§ **Directions for this task**
Only one range belongs in the answer: the line holding "let mut queue = TaskQueue::new();" through the last line of the records, reproduced as is.
── The records ──
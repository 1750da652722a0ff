//! Paul Tol's sequential color schemes.
//!
//! Color values copyright © 2022 Paul Tol
//! <https://personal.sron.nl/~pault/>.

use rgb::RGBA8;

use crate::ColSeq;

pub(crate) mod ty;
use ty::{PaletteData, PaletteName, PaletteType, Trivalent};

const fn c(r: u8, g: u8, b: u8) -> RGBA8 {
    RGBA8 { r, g, b, a: 255 }
}

static INCANDESCENT_DATA: [RGBA8; 11] = [
    c(206, 255, 255),
    c(198, 247, 214),
    c(162, 244, 155),
    c(187, 228, 83),
    c(213, 206, 4),
    c(231, 181, 3),
    c(241, 153, 3),
    c(246, 121, 11),
    c(249, 73, 2),
    c(228, 5, 21),
    c(168, 0, 3),
];

static IRIDESCENT_DATA: [RGBA8; 23] = [
    c(254, 251, 233),
    c(252, 247, 213),
    c(245, 243, 193),
    c(234, 240, 181),
    c(221, 236, 191),
    c(208, 231, 202),
    c(194, 227, 210),
    c(181, 221, 216),
    c(168, 216, 220),
    c(155, 210, 225),
    c(141, 203, 228),
    c(129, 196, 231),
    c(123, 188, 231),
    c(126, 178, 228),
    c(136, 165, 221),
    c(147, 152, 210),
    c(155, 138, 196),
    c(157, 125, 178),
    c(154, 112, 158),
    c(144, 99, 136),
    c(128, 87, 112),
    c(104, 73, 87),
    c(70, 53, 58),
];

static RAINBOW_DATA: [RGBA8; 34] = [
    c(232, 236, 251),
    c(221, 216, 239),
    c(209, 193, 225),
    c(195, 168, 209),
    c(181, 143, 194),
    c(167, 120, 180),
    c(155, 98, 167),
    c(140, 78, 153),
    c(111, 76, 155), // purple
    c(96, 89, 169),
    c(85, 104, 184),
    c(78, 121, 197),
    c(77, 138, 198),
    c(78, 150, 188),
    c(84, 158, 179),
    c(89, 165, 169),
    c(96, 171, 158),
    c(105, 177, 144),
    c(119, 183, 125),
    c(140, 188, 104),
    c(166, 190, 84),
    c(190, 188, 72),
    c(209, 181, 65),
    c(221, 170, 60),
    c(228, 156, 57),
    c(231, 140, 53),
    c(230, 121, 50),
    c(228, 99, 45),
    c(223, 72, 40),
    c(218, 34, 34), // red
    c(184, 34, 30),
    c(149, 33, 27),
    c(114, 30, 23),
    c(82, 26, 19),
];

/// Incandescent color scheme, from pale yellow-white to dark red.
///
/// This scheme is not print friendly.
///
/// See <https://personal.sron.nl/~pault/#fig:scheme_incandescent>.
pub static INCANDESCENT: ColSeq<'static> = ColSeq::new(&INCANDESCENT_DATA);

/// Iridescent color scheme, from pale yellow to dark brown through
/// light blue and purple.
///
/// See <https://personal.sron.nl/~pault/#fig:scheme_iridescent>.
pub static IRIDESCENT: ColSeq<'static> = ColSeq::new(&IRIDESCENT_DATA);

/// Smooth rainbow scheme.
///
/// It does not have to be used over the full range, see
/// [`RAINBOW_PURPLE_TO_RED`].
///
/// See <https://personal.sron.nl/~pault/#fig:scheme_rainbow_smooth>.
pub static RAINBOW: ColSeq<'static> = ColSeq::new(&RAINBOW_DATA);

/// Smooth rainbow scheme restricted to the purple … red part.
/// It shares its colors with [`RAINBOW`].
pub static RAINBOW_PURPLE_TO_RED: ColSeq<'static> =
    ColSeq::new(&RAINBOW_DATA).sub(8, 22);

/// Registry of all palettes, indexed by [`PaletteName`].
pub(crate) static ALL_PALETTES: [PaletteData; 4] = [
    PaletteData {
        name: PaletteName::Incandescent,
        seq: ColSeq::new(&INCANDESCENT_DATA),
        typ: PaletteType::Seq,
        print: Trivalent::No,
        url: "https://personal.sron.nl/~pault/#fig:scheme_incandescent",
    },
    PaletteData {
        name: PaletteName::Iridescent,
        seq: ColSeq::new(&IRIDESCENT_DATA),
        typ: PaletteType::Seq,
        print: Trivalent::Yes,
        url: "https://personal.sron.nl/~pault/#fig:scheme_iridescent",
    },
    PaletteData {
        name: PaletteName::Rainbow,
        seq: ColSeq::new(&RAINBOW_DATA),
        typ: PaletteType::Seq,
        print: Trivalent::Yes,
        url: "https://personal.sron.nl/~pault/#fig:scheme_rainbow_smooth",
    },
    PaletteData {
        name: PaletteName::RainbowPurpleToRed,
        seq: ColSeq::new(&RAINBOW_DATA).sub(8, 22),
        typ: PaletteType::Seq,
        print: Trivalent::Yes,
        url: "https://personal.sron.nl/~pault/#fig:scheme_rainbow_smooth",
    },
];
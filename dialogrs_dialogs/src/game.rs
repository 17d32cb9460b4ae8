//! Number guessing game.

use std::sync::Arc;

use dialogrs_core::{
    Activation, DialogRegistry, Match, Matcher, Transition, first, on_activate, re,
};
use rand::Rng;
use serde::{Deserialize, Serialize};
use tracing::info;

use crate::comment;

pub const NAME: &str = "game";

#[derive(Debug, Clone, Copy, Serialize, Deserialize)]
#[serde(rename_all = "camelCase")]
pub struct GameArgs {
    pub upper_limit: u32,
    pub max_guesses: u32,
}

#[derive(Debug, Clone, Serialize, Deserialize)]
pub struct GameState {
    pub num: u32,
    pub guesses: u32,
}

#[derive(Debug, Clone, Copy, PartialEq, Eq, Serialize, Deserialize)]
#[serde(rename_all = "lowercase")]
pub enum GameOutcome {
    Win,
    Lose,
}

#[derive(Debug, Clone, PartialEq, Eq, Serialize, Deserialize)]
pub struct GameResponse {
    pub result: GameOutcome,
}

/// Source of the secret number, in `[0, upper)`.
pub trait NumberSource: Send + Sync {
    fn pick(&self, upper: u32) -> u32;
}

#[derive(Debug, Default, Clone, Copy)]
pub struct RandomNumbers;

impl NumberSource for RandomNumbers {
    fn pick(&self, upper: u32) -> u32 {
        if upper == 0 {
            return 0;
        }
        rand::thread_rng().gen_range(0..upper)
    }
}

/// Always picks the same number (clamped below `upper`).
#[derive(Debug, Clone, Copy)]
pub struct FixedNumber(pub u32);

impl NumberSource for FixedNumber {
    fn pick(&self, upper: u32) -> u32 {
        self.0.min(upper.saturating_sub(1))
    }
}

fn guess(m: &mut Match<GameState>) -> anyhow::Result<Transition> {
    // anything too long to parse is certainly too high
    let guess = m
        .group(0)
        .and_then(|digits| digits.parse::<u64>().ok())
        .unwrap_or(u64::MAX);
    let num = u64::from(m.dialog_data.num);

    if guess == num {
        m.reply("You're right!");
        return m.end_this_dialog(GameResponse {
            result: GameOutcome::Win,
        });
    }

    if guess < num {
        m.reply("That is too low.");
    } else {
        m.reply("That is too high.");
    }

    m.dialog_data.guesses = m.dialog_data.guesses.saturating_sub(1);
    if m.dialog_data.guesses == 0 {
        m.reply("You are out of guesses");
        return m.end_this_dialog(GameResponse {
            result: GameOutcome::Lose,
        });
    }

    let left = m.dialog_data.guesses;
    m.reply(format!("You have {left} left."));
    Ok(Transition::Continue)
}

pub fn register(
    registry: &mut DialogRegistry,
    numbers: Arc<dyn NumberSource>,
) -> dialogrs_core::Result<()> {
    registry.add(
        NAME,
        on_activate(move |m: &mut Match<()>, args: GameArgs| {
            info!("Starting game: {args:?}");
            m.reply(format!(
                "Guess a number between 0 and {}. You have {} guesses.",
                args.upper_limit, args.max_guesses
            ));
            Ok(Activation::Start(GameState {
                num: numbers.pick(args.upper_limit),
                guesses: args.max_guesses,
            }))
        }),
        first(vec![
            re("replace", |m: &mut Match<GameState>| {
                m.reply("replacing");
                m.replace_this_dialog(comment::NAME, ())
            })?
            .boxed(),
            re("help", |m: &mut Match<GameState>| {
                m.reply("game help");
                Ok(Transition::Continue)
            })?
            .boxed(),
            re("cheat", |m: &mut Match<GameState>| {
                let answer = format!("The answer is {}", m.dialog_data.num);
                m.reply(answer);
                Ok(Transition::Continue)
            })?
            .boxed(),
            re(r"\d+", guess)?.boxed(),
        ]),
    )
}
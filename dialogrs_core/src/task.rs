use serde::{Deserialize, Serialize};
use serde_json::json;

pub const REPLY: &str = "reply";

/// A side effect requested by a handler, carried out by whoever receives it.
#[derive(Debug, Clone, PartialEq, Serialize, Deserialize)]
pub struct Task {
    pub method: String,
    #[serde(default)]
    pub args: serde_json::Value,
}

impl Task {
    #[must_use]
    pub fn new(method: impl Into<String>, args: serde_json::Value) -> Self {
        Self {
            method: method.into(),
            args,
        }
    }

    #[must_use]
    pub fn reply(message: impl Into<String>) -> Self {
        Self::new(REPLY, json!({ "message": message.into() }))
    }

    /// The text of a `reply` task, if this is one.
    #[must_use]
    pub fn reply_text(&self) -> Option<&str> {
        if self.method != REPLY {
            return None;
        }
        self.args.get("message").and_then(serde_json::Value::as_str)
    }
}

/// Tasks in the order handlers requested them.
#[derive(Debug, Clone, Default, PartialEq)]
pub struct TaskQueue {
    tasks: Vec<Task>,
}

impl TaskQueue {
    #[must_use]
    pub const fn new() -> Self {
        Self { tasks: Vec::new() }
    }

    pub fn push(&mut self, task: Task) {
        tracing::debug!("Enqueued task: {}", task.method);
        self.tasks.push(task);
    }

    pub fn append(&mut self, other: &mut Self) {
        self.tasks.append(&mut other.tasks);
    }

    #[must_use]
    pub fn len(&self) -> usize {
        self.tasks.len()
    }

    #[must_use]
    pub fn is_empty(&self) -> bool {
        self.tasks.is_empty()
    }

    #[must_use]
    pub fn as_slice(&self) -> &[Task] {
        &self.tasks
    }

    #[must_use]
    pub fn into_vec(self) -> Vec<Task> {
        self.tasks
    }
}

#[cfg(test)]
mod tests {
    use super::*;

    #[test]
    fn reply_task_shape() {
        let task = Task::reply("hello");
        assert_eq!(task.method, "reply");
        assert_eq!(task.args, json!({ "message": "hello" }));
        assert_eq!(task.reply_text(), Some("hello"));
    }

    #[test]
    fn non_reply_has_no_text() {
        let task = Task::new("typing", json!({ "message": "ignored" }));
        assert_eq!(task.reply_text(), None);
    }

    #[test]
    fn queue_keeps_request_order() {
        let mut queue = TaskQueue::new();
        queue.push(Task::reply("one"));
        queue.push(Task::reply("two"));

        let mut later = TaskQueue::new();
        later.push(Task::reply("three"));
        queue.append(&mut later);

        assert!(later.is_empty());
        let texts: Vec<_> = queue.as_slice().iter().filter_map(Task::reply_text).collect();
        assert_eq!(texts, ["one", "two", "three"]);
    }
}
───
§ **Exercise answer**
        let mut queue = TaskQueue::new();
        queue.push(Task::reply("one"));
        queue.push(Task::reply("two"));

        let mut later = TaskQueue::new();
        later.push(Task::reply("three"));
        queue.append(&mut later);

        assert!(later.is_empty());
        let texts: Vec<_> = queue.as_slice().iter().filter_map(Task::reply_text).collect();
        assert_eq!(texts, ["one", "two", "three"]);
    }
}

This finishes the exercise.